What to work on:
Scan the listing below for the word "LazyLock" and copy every line where it occurs.

START Given data

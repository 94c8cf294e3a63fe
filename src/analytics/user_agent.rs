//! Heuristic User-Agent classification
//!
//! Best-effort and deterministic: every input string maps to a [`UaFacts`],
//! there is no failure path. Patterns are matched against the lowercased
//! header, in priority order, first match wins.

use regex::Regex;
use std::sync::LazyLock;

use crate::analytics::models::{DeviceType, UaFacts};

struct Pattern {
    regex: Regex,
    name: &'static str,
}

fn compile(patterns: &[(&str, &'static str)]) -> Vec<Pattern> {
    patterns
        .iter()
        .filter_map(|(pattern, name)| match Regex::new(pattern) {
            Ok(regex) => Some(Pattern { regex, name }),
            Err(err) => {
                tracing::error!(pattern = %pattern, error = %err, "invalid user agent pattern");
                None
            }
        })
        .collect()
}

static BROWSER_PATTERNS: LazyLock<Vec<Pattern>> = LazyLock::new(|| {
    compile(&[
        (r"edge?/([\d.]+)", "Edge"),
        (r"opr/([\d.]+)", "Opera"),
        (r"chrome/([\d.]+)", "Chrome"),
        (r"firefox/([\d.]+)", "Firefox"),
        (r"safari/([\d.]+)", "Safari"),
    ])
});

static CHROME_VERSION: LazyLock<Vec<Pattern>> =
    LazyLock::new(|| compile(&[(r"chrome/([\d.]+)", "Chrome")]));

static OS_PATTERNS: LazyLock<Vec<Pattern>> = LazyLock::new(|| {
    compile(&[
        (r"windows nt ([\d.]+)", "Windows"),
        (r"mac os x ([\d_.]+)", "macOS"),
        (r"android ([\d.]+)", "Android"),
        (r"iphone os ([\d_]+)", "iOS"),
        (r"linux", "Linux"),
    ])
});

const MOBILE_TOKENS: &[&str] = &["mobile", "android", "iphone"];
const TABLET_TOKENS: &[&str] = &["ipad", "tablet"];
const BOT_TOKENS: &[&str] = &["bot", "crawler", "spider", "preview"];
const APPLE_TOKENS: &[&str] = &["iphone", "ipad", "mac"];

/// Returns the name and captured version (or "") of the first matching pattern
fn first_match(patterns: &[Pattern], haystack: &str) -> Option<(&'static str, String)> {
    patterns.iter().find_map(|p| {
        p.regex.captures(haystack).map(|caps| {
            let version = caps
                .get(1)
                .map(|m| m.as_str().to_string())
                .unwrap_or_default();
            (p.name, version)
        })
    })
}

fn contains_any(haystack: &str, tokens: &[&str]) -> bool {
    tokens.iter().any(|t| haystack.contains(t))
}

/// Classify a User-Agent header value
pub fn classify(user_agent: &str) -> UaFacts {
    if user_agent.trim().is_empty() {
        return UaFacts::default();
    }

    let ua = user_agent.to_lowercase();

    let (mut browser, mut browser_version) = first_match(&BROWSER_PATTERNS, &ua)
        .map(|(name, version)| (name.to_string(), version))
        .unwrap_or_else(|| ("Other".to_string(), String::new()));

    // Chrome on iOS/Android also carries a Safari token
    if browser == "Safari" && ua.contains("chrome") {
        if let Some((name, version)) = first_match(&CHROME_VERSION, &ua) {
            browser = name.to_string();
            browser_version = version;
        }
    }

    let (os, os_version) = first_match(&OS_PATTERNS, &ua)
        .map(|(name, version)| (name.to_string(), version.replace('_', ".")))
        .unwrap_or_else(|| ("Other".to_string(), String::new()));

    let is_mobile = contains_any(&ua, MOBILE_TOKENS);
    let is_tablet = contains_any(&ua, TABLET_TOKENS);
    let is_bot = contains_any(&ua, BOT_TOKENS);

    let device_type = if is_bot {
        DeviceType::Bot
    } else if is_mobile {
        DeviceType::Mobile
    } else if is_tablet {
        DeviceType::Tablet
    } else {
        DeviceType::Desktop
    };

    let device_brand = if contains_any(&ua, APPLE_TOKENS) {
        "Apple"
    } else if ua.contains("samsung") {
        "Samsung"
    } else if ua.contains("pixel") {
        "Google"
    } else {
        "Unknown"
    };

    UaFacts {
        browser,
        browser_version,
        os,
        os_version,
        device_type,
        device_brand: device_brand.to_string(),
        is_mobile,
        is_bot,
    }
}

END Given data

Output of the task:
use std::sync::LazyLock;
static BROWSER_PATTERNS: LazyLock<Vec<Pattern>> = LazyLock::new(|| {
static CHROME_VERSION: LazyLock<Vec<Pattern>> =
    LazyLock::new(|| compile(&[(r"chrome/([\d.]+)", "Chrome")]));
static OS_PATTERNS: LazyLock<Vec<Pattern>> = LazyLock::new(|| {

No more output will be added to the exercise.